Classes resumed recently in the Cassville School District for the very first time since the school board approved bringing back corporal punishment to the 1,900-student district about 60 miles (100 kilometres) southwest of Springfield in June. The district suspended the practice in 2001.
According to the policy, corporal punishment will be effected when other forms of discipline like suspensions do not work and then only with the permission of the superintendent.
While talking to The Springfield News-leader, Superintendent Merlyn Johnson said the decision was made after an anonymous survey revealed that parents, students and school employees were highly concerned about student behaviour and discipline.
He said: “We’ve had people actually thank us for it. Surprisingly, those on social media would probably be appalled to hear us say these things, but the majority of people that I’ve run into have been supportive.”
A Parent, Khristina Harkey, told The Associated Press recently that she was on the fence about Cassville’s policy. She and her husband did not support the development because her 6-year-old son, Anakin Modine, is autistic and would retaliate if he were spanked. However, she said corporal punishment rest her when she was a “troublemaker” during her school days in California.
She said: “There are all different types of kids. Some people need a good butt-whipping. I was one of them.”

Morgan Craven, National Director of Policy, Advocacy and Community Engagement with the Intercultural Development Research Association, a national educational equity non-profit, labelled corporal punishment a “wildly inappropriate, ineffective practice.”
In 1997, the U.S. Supreme Court ruled that corporal punishment is constitutional and left the states to set their own policies. Craven said 19 states have laws permitting it in schools. Current data from 2017-18 reveals that around 70,000 children in the U.S. were beaten at least once in their schools.

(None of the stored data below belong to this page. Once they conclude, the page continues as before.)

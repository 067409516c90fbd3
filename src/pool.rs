use std::ops::{Deref, DerefMut};
use std::sync::{Arc, Mutex};

use log::debug;

use crate::error::{ErrorKind, Result};

/// How many returned buffers a pool keeps around for reuse.
const KEEP: usize = 8;

/// A shared pool of byte buffers.
///
/// Every reader and writer built from one [`Options`](crate::Options)
/// value rents its working storage here, so steady-state streaming does
/// not allocate. Renting and returning is safe from multiple threads; the
/// buffers themselves are owned exclusively by their guards.
#[derive(Debug)]
pub struct BufferPool {
    max_size: usize,
    free: Mutex<Vec<Vec<u8>>>,
}

impl BufferPool {
    /// Create a pool whose buffers may grow up to `max_size` bytes.
    pub fn new(max_size: usize) -> BufferPool {
        BufferPool { max_size, free: Mutex::new(vec![]) }
    }

    /// The largest buffer this pool will hand out.
    pub fn max_size(&self) -> usize {
        self.max_size
    }

    /// Rent a buffer of at least `min` bytes.
    ///
    /// The buffer is returned to the pool when the guard is dropped. While
    /// the guard lives, the storage cannot be handed to anyone else.
    pub fn rent(self: &Arc<Self>, min: usize) -> Result<PooledBuf> {
        if min > self.max_size {
            return Err(ErrorKind::BufferTooSmall {
                requested: min,
                max: self.max_size,
            }
            .into());
        }
        let mut free = self.free.lock().unwrap();
        let mut buf = match free.iter().position(|b| b.len() >= min) {
            Some(i) => free.swap_remove(i),
            None => vec![],
        };
        drop(free);
        if buf.len() < min {
            buf.resize(min, 0);
        }
        Ok(PooledBuf { buf, pool: Arc::clone(self) })
    }

    fn release(&self, buf: Vec<u8>) {
        let mut free = self.free.lock().unwrap();
        if free.len() < KEEP {
            free.push(buf);
        }
    }
}

/// An exclusively owned buffer rented from a [`BufferPool`].
///
/// Dereferences to its `Vec<u8>` storage. Dropping the guard returns the
/// storage to the pool.
#[derive(Debug)]
pub struct PooledBuf {
    buf: Vec<u8>,
    pool: Arc<BufferPool>,
}

impl PooledBuf {
    /// Grow the buffer to at least `min` bytes, doubling from its current
    /// size. Fails with `BufferTooSmall` when `min` exceeds the pool
    /// maximum.
    pub fn grow(&mut self, min: usize) -> Result<()> {
        if min > self.pool.max_size {
            return Err(ErrorKind::BufferTooSmall {
                requested: min,
                max: self.pool.max_size,
            }
            .into());
        }
        let new_len = self
            .buf
            .len()
            .saturating_mul(2)
            .max(min)
            .max(4)
            .min(self.pool.max_size);
        debug!("growing pooled buffer from {} to {}", self.buf.len(), new_len);
        self.buf.resize(new_len, 0);
        Ok(())
    }
}

impl Deref for PooledBuf {
    type Target = Vec<u8>;

    fn deref(&self) -> &Vec<u8> {
        &self.buf
    }
}

impl DerefMut for PooledBuf {
    fn deref_mut(&mut self) -> &mut Vec<u8> {
        &mut self.buf
    }
}

impl Drop for PooledBuf {
    fn drop(&mut self) {
        let buf = std::mem::take(&mut self.buf);
        self.pool.release(buf);
    }
}

#[cfg(test)]
mod tests {
    use std::sync::Arc;

    use super::BufferPool;
    use crate::error::ErrorKind;

    #[test]
    fn rent_and_reuse() {
        let pool = Arc::new(BufferPool::new(1024));
        let first = {
            let buf = pool.rent(16).unwrap();
            assert!(buf.len() >= 16);
            buf.as_ptr()
        };
        // The storage released above is handed back out.
        let buf = pool.rent(16).unwrap();
        assert_eq!(first, buf.as_ptr());
    }

    #[test]
    fn rent_too_large_fails() {
        let pool = Arc::new(BufferPool::new(8));
        let err = pool.rent(9).unwrap_err();
        match err.into_kind() {
            ErrorKind::BufferTooSmall { requested: 9, max: 8 } => {}
            kind => panic!("unexpected error: {:?}", kind),
        }
    }

    #[test]
    fn grow_doubles_and_respects_max() {
        let pool = Arc::new(BufferPool::new(64));
        let mut buf = pool.rent(16).unwrap();
        buf.grow(17).unwrap();
        assert!(buf.len() >= 32);
        let err = buf.grow(65).unwrap_err();
        match err.into_kind() {
            ErrorKind::BufferTooSmall { requested: 65, max: 64 } => {}
            kind => panic!("unexpected error: {:?}", kind),
        }
    }

    #[test]
    fn concurrent_rent_return() {
        let pool = Arc::new(BufferPool::new(1 << 20));
        let mut handles = vec![];
        for _ in 0..4 {
            let pool = Arc::clone(&pool);
            handles.push(std::thread::spawn(move || {
                for _ in 0..100 {
                    let mut buf = pool.rent(64).unwrap();
                    buf[0] = 1;
                }
            }));
        }
        for h in handles {
            h.join().unwrap();
        }
    }
}
/// A streaming writer for raw records and comments.
///
/// Values are quoted and escaped only when the dialect requires it.
/// Output is staged in a buffer sized by the options' write buffer hint
/// and flushed as it fills; [`RecordWriter::finish`] (or dropping the
/// writer) settles the trailing row ending and flushes the rest.
pub struct RecordWriter<W: io::Write> {
    engine: WriteEngine,
    wtr: Option<W>,
    capacity: usize,
    write_header: WriteHeader,
    header_written: bool,
    poisoned: Option<PoisonKind>,
    finished: bool,
}

impl<W: io::Write> fmt::Debug for RecordWriter<W> {
    fn fmt(&self, f: &mut fmt::Formatter) -> fmt::Result {
        f.debug_struct("RecordWriter")
            .field("capacity", &self.capacity)
            .field("header_written", &self.header_written)
            .field("poisoned", &self.poisoned)
            .field("finished", &self.finished)
            .finish()
    }
}

impl<W: io::Write> RecordWriter<W> {
    /// Create a writer over `wtr` with the given options.
    pub fn new(opts: &Options, wtr: W) -> RecordWriter<W> {
        RecordWriter {
            engine: WriteEngine::new(opts),
            wtr: Some(wtr),
            capacity: opts.write_buffer_capacity(),
            write_header: opts.write_header(),
            header_written: false,
            poisoned: None,
            finished: false,
        }
    }

    /// Write one record.
    ///
    /// Raw records are written as given; a caller mixing `write_record`
    /// with [`RecordWriter::serialize`] is assumed to have written any
    /// header itself.
    pub fn write_record<I>(&mut self, values: I) -> Result<()>
    where
        I: IntoIterator,
        I::Item: AsRef<[u8]>,
    {
        self.checked(|w| {
            w.header_written = true;
            w.engine.encode_record(values)?;
            w.drain(false)
        })
    }

    /// Write a comment. Multi-line text becomes one comment line per
    /// line of input.
    pub fn write_comment(&mut self, text: &str) -> Result<()> {
        self.checked(|w| {
            w.engine.encode_comment(text)?;
            w.drain(false)
        })
    }

    /// Serialize `value` as one record.
    ///
    /// On the first call, when the options say headers are written and
    /// `value` is a struct (or map), a header record of its field names is
    /// written first.
    pub fn serialize<S: serde::Serialize>(&mut self, value: S) -> Result<()> {
        self.checked(|w| {
            if !w.header_written {
                w.header_written = true;
                if w.write_header == WriteHeader::Always {
                    if let Some(names) = crate::ser::header_record(&value)? {
                        w.engine.encode_record(&names)?;
                    }
                }
            }
            let cells = crate::ser::to_record(&value)?;
            w.engine.encode_record(&cells)?;
            w.drain(false)
        })
    }

    /// Flush all staged output to the underlying writer.
    pub fn flush(&mut self) -> Result<()> {
        self.checked(|w| {
            w.drain(true)?;
            if let Some(wtr) = w.wtr.as_mut() {
                wtr.flush()?;
            }
            Ok(())
        })
    }

    /// Settle the trailing row ending and flush. Further writes fail.
    /// Called automatically on drop, where errors are discarded; call it
    /// explicitly to see them.
    pub fn finish(&mut self) -> Result<()> {
        if self.finished {
            return Ok(());
        }
        self.check_poisoned()?;
        self.finished = true;
        let result = (|| {
            self.engine.finish();
            self.drain(true)?;
            if let Some(wtr) = self.wtr.as_mut() {
                wtr.flush()?;
            }
            Ok(())
        })();
        match result {
            Ok(()) => Ok(()),
            Err(err) => Err(self.poison(err)),
        }
    }

    /// Finish and return the underlying writer.
    pub fn into_inner(mut self) -> Result<W> {
        self.finish()?;
        Ok(self.wtr.take().expect("writer present until into_inner"))
    }

    pub(crate) fn poison(&mut self, err: Error) -> Error {
        let kind = match err.kind() {
            ErrorKind::Cancelled => PoisonKind::Cancellation,
            _ => PoisonKind::Error,
        };
        debug!("writer poisoned by {}", kind);
        self.poisoned = Some(kind);
        err
    }

    pub(crate) fn mark_header_written(&mut self) {
        self.header_written = true;
    }

    pub(crate) fn write_header_policy(&self) -> WriteHeader {
        self.write_header
    }

    fn check_poisoned(&self) -> Result<()> {
        match self.poisoned {
            Some(kind) => Err(ErrorKind::Poisoned(kind).into()),
            None => Ok(()),
        }
    }

    fn checked<F>(&mut self, f: F) -> Result<()>
    where
        F: FnOnce(&mut Self) -> Result<()>,
    {
        self.check_poisoned()?;
        if self.finished {
            return Err(ErrorKind::Poisoned(PoisonKind::Error).into());
        }
        match f(self) {
            Ok(()) => Ok(()),
            Err(err) => Err(self.poison(err)),
        }
    }

    /// Move staged bytes to the underlying writer once they exceed the
    /// staging capacity (or unconditionally when `force` is set).
    fn drain(&mut self, force: bool) -> Result<()> {
        if !force && self.engine.staging.len() < self.capacity.max(1) {
            return Ok(());
        }
        if self.engine.staging.is_empty() {
            return Ok(());
        }
        let wtr = self.wtr.as_mut().expect("writer present");
        wtr.write_all(&self.engine.staging)?;
        self.engine.staging.clear();
        Ok(())
    }
}
#[test]
fn alternative_dialect_round_trip() {
    let opts = Options::builder()
        .separator(b';')
        .quote(Some(b'\''))
        .escape(Some(b'\''))
        .row_ending(RowEnding::Lf)
        .read_header(ReadHeader::Never)
        .build()
        .unwrap();
    let mut wtr = opts.record_writer(vec![]);
    wtr.write_record(["it's", "a;b"]).unwrap();
    let data = wtr.into_inner().unwrap();
    assert_eq!("'it''s';'a;b'\n", String::from_utf8(data.clone()).unwrap());

    let mut rdr = opts.record_reader(&data[..]).unwrap();
    let mut rec = Record::new();
    assert!(rdr.read_record(&mut rec).unwrap());
    assert_eq!(rec, vec!["it's", "a;b"]);
}

// One byte at a time through the adapter: tokenizer state, detection and
// quoting must all survive refills.
#[test]
fn single_byte_reads() {
    struct OneByte<'a>(&'a [u8]);
    impl<'a> std::io::Read for OneByte<'a> {
        fn read(&mut self, buf: &mut [u8]) -> std::io::Result<usize> {
            if self.0.is_empty() {
                return Ok(0);
            }
            buf[0] = self.0[0];
            self.0 = &self.0[1..];
            Ok(1)
        }
    }
    let data = b"A,B\r\n\"say \"\"hi\"\"\",x\r\n1,2\r\n";
    let opts = Options::builder()
        .read_header(ReadHeader::Always)
        .build()
        .unwrap();
    let mut rdr = opts.record_reader(OneByte(data)).unwrap();
    assert_eq!(*rdr.headers().unwrap().unwrap(), vec!["A", "B"]);
    let mut rec = Record::new();
    assert!(rdr.read_record(&mut rec).unwrap());
    assert_eq!(rec, vec!["say \"hi\"", "x"]);
    assert!(rdr.read_record(&mut rec).unwrap());
    assert_eq!(rec, vec!["1", "2"]);
    assert!(!rdr.read_record(&mut rec).unwrap());
}

#[test]
fn io_errors_poison() {
    struct Broken(bool);
    impl std::io::Read for Broken {
        fn read(&mut self, buf: &mut [u8]) -> std::io::Result<usize> {
            if !self.0 {
                self.0 = true;
                let n = b"a,b\r\n".len();
                buf[..n].copy_from_slice(b"a,b\r\n");
                return Ok(n);
            }
            Err(std::io::Error::new(std::io::ErrorKind::Other, "boom"))
        }
    }
    let opts = Options::builder()
        .read_header(ReadHeader::Never)
        .build()
        .unwrap();
    let mut rdr = opts.record_reader(Broken(false)).unwrap();
    let mut rec = Record::new();
    assert!(rdr.read_record(&mut rec).unwrap());
    let err = rdr.read_record(&mut rec).unwrap_err();
    assert!(err.is_io_error());
    let err = rdr.read_record(&mut rec).unwrap_err();
    assert!(matches!(err.kind(), ErrorKind::Poisoned(PoisonKind::Error)));
}

#[cfg(feature = "tokio")]
mod asynchronous {
    use super::*;

    #[tokio::test]
    async fn async_matches_sync() {
        let data = "A,B\r\n1,2\r\n3,4\r\n";
        let mut rdr = crlf_opts()
            .async_row_reader(data.as_bytes(), int_pair_binding())
            .unwrap();
        assert_eq!(vec![(1, 2), (3, 4)], rdr.read_all().await.unwrap());
    }

    #[tokio::test]
    async fn async_typed_writer() {
        let opts = Options::builder().build().unwrap();
        let columns = vec![
            WriteColumn::display("A", |r: &(i64, i64), _| r.0),
            WriteColumn::display("B", |r: &(i64, i64), _| r.1),
        ];
        let mut wtr = opts.async_row_writer(vec![], columns);
        wtr.write_all(&[(1, 2), (3, 4)]).await.unwrap();
        let out = wtr.into_inner().await.unwrap();
        assert_eq!(
            "A,B\r\n1,2\r\n3,4\r\n",
            String::from_utf8(out).unwrap()
        );
    }
}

Craven said students who are beaten at school do not perform well academically as their peers and suffer physical and psychological trauma. Occasionally, children are hurt to the extent that they need medical attention.

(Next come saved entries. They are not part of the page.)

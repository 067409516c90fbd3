use std::io;
use std::sync::Arc;

use crate::error::Result;
use crate::pool::{BufferPool, PooledBuf};

/// A pushback-capable input buffer.
///
/// The region `[pos, end)` of the underlying storage holds bytes that have
/// been read from the adapter but not yet consumed. Consumed bytes stay in
/// place until the next [`fill`](ReadBuffer::fill), which lets
/// [`push_back`](ReadBuffer::push_back) return the tail of what was just
/// consumed to the front of the stream.
#[derive(Debug)]
pub struct ReadBuffer {
    buf: PooledBuf,
    pos: usize,
    end: usize,
}

impl ReadBuffer {
    /// Create a buffer with storage rented from `pool`.
    pub fn new(pool: &Arc<BufferPool>, capacity: usize) -> Result<ReadBuffer> {
        Ok(ReadBuffer { buf: pool.rent(capacity.max(1))?, pos: 0, end: 0 })
    }

    /// The unconsumed bytes.
    pub fn contents(&self) -> &[u8] {
        &self.buf[self.pos..self.end]
    }

    /// Whether all buffered bytes have been consumed.
    pub fn is_empty(&self) -> bool {
        self.pos == self.end
    }

    /// Mark `n` buffered bytes as consumed.
    pub fn consume(&mut self, n: usize) {
        assert!(n <= self.end - self.pos, "consumed past end of buffer");
        self.pos += n;
    }

    /// Return the last `n` consumed bytes to the front of the stream, so
    /// they are seen again. Only bytes consumed since the last `fill` can
    /// be pushed back.
    pub fn push_back(&mut self, n: usize) {
        assert!(n <= self.pos, "pushed back more than was consumed");
        self.pos -= n;
    }

    /// Read more bytes from `rdr`, first discarding consumed bytes (which
    /// invalidates pushback) and growing the storage when the unconsumed
    /// region already fills it.
    ///
    /// Returns the number of bytes read; 0 means end of input.
    pub fn fill<R: io::Read>(&mut self, rdr: &mut R) -> Result<usize> {
        self.make_room()?;
        let n = rdr.read(&mut self.buf[self.end..])?;
        self.end += n;
        Ok(n)
    }

    /// Like [`fill`](ReadBuffer::fill), but for an async adapter.
    #[cfg(feature = "tokio")]
    pub async fn fill_async<R>(&mut self, rdr: &mut R) -> Result<usize>
    where
        R: tokio::io::AsyncRead + Unpin,
    {
        use tokio::io::AsyncReadExt;

        self.make_room()?;
        let n = rdr.read(&mut self.buf[self.end..]).await?;
        self.end += n;
        Ok(n)
    }

    fn make_room(&mut self) -> Result<()> {
        if self.pos > 0 {
            self.buf.copy_within(self.pos..self.end, 0);
            self.end -= self.pos;
            self.pos = 0;
        }
        if self.end == self.buf.len() {
            let want = self.end + 1;
            self.buf.grow(want)?;
        }
        Ok(())
    }
}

Reddy, who described herself as a Black mother of sons and a grandson said: “Look at the history of violence against Black and brown bodies. Since we’ve been in this country, there’s been violence perpetrated against our children, our families, and our fore parents. So when do we stop that kind of violence?”
Elizabeth Gershoff, a Professor of human development and family sciences at the University of Texas at Austin said disabled students are more prone to be subjected to corporal punishment. She said that made four states (Tennessee, Oklahoma, Mississippi and Louisiana) ban using it for those students.

She remarked that corporal punishment is on the decline with the numbers reducing steadily since the federal government started tracking it in the late 1970s.
She said: “Most schools are realizing, “You know what, we can discipline children, we can guide their behaviour without hitting them.”
The spokesperson of Cassville School District, Mindi Artherton, was not in the office when she was called recently but the woman who answered the phone in her office suggested that the policy should be read. She said staff had already been interviewed many times. Before hanging up, she said: “At this time, we will focus on educating our students.”
According to the policy, a witness from the district, which is in a county that is dominated by whites, must be on ground and the discipline will not be effected in the presence of other students.
The policy says: “When it becomes necessary to use corporal punishment, it shall be administered so that there can be no chance of bodily injury or harm. Striking a student on the head or face is not permitted.”

Periodic efforts to prohibit corporal punishment in schools have not gained traction in Missouri’s Legislature.
A spokeswoman for Missouri’s K-12 education department said the state does not track the districts that allow spanking as those decisions are made at the local level.
Senator Christopher Murphy, a Connecticut Democrat, is pushing to ban the use of corporal punishment in schools that get federal funding. He has called it a “barbaric practice” that permits teachers and administrators to abuse students physically.